══ INFORMATION SUPPLIED
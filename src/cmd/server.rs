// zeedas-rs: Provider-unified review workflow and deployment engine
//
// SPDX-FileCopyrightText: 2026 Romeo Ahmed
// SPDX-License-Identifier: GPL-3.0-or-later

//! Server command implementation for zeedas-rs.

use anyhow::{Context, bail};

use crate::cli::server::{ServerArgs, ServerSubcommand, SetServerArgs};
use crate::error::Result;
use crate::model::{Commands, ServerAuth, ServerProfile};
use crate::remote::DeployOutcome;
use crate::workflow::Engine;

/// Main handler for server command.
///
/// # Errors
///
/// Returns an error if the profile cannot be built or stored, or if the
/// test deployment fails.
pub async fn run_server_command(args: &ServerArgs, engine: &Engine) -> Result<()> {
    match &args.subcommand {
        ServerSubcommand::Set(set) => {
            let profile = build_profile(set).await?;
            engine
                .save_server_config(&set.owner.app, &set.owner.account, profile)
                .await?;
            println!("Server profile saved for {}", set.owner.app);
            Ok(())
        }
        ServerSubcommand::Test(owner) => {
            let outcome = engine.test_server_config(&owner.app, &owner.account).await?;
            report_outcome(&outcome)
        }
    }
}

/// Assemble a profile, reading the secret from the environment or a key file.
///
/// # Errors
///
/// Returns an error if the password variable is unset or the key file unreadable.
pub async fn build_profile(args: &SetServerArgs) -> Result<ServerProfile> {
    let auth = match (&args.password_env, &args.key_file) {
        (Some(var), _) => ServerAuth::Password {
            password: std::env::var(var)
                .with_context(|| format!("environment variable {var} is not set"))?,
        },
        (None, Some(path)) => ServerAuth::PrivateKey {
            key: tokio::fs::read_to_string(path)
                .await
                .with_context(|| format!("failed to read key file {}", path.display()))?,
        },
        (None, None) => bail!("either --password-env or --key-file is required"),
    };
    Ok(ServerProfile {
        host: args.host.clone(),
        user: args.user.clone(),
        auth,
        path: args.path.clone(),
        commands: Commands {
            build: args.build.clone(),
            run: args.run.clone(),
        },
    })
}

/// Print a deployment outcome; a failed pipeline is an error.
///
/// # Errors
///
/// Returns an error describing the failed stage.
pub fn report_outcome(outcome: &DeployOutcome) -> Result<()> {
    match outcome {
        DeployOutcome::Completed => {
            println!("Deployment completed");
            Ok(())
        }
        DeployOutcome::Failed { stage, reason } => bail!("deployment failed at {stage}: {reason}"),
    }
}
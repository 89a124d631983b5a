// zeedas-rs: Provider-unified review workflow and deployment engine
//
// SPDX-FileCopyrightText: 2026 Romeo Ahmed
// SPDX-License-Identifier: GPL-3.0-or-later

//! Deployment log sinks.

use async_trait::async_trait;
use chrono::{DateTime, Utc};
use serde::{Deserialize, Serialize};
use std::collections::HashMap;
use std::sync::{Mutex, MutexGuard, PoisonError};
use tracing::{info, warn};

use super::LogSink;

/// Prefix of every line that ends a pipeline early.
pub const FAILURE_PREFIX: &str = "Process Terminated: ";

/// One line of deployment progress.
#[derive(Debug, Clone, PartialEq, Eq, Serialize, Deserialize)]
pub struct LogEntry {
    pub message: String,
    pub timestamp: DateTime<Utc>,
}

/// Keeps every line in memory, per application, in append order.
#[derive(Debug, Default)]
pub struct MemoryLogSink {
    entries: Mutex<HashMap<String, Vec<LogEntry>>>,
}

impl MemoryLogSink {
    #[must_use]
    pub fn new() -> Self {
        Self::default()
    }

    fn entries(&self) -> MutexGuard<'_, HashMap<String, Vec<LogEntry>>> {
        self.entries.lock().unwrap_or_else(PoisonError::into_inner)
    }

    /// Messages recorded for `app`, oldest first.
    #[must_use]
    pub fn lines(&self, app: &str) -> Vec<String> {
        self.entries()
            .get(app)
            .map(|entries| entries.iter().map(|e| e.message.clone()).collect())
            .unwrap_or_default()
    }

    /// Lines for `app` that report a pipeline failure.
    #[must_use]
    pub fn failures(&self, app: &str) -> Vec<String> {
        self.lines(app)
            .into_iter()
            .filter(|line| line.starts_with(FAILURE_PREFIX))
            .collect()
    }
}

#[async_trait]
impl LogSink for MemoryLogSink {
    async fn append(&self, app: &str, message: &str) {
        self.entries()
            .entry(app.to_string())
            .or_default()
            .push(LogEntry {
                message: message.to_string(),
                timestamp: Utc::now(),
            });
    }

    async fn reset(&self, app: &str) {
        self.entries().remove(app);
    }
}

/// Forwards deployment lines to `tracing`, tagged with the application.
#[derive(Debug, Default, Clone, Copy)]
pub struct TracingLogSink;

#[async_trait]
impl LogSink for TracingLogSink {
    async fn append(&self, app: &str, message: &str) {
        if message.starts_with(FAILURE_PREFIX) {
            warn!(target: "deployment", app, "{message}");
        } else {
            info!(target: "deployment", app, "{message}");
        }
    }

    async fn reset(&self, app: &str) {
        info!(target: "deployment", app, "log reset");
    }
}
════
ABOUT THIS EXERCISE: Which of the lines above hold the word "ServerAuth"? Copy each one.

ANSWER BOX:
use crate::model::{Commands, ServerAuth, ServerProfile};
        (Some(var), _) => ServerAuth::Password {
        (None, Some(path)) => ServerAuth::PrivateKey {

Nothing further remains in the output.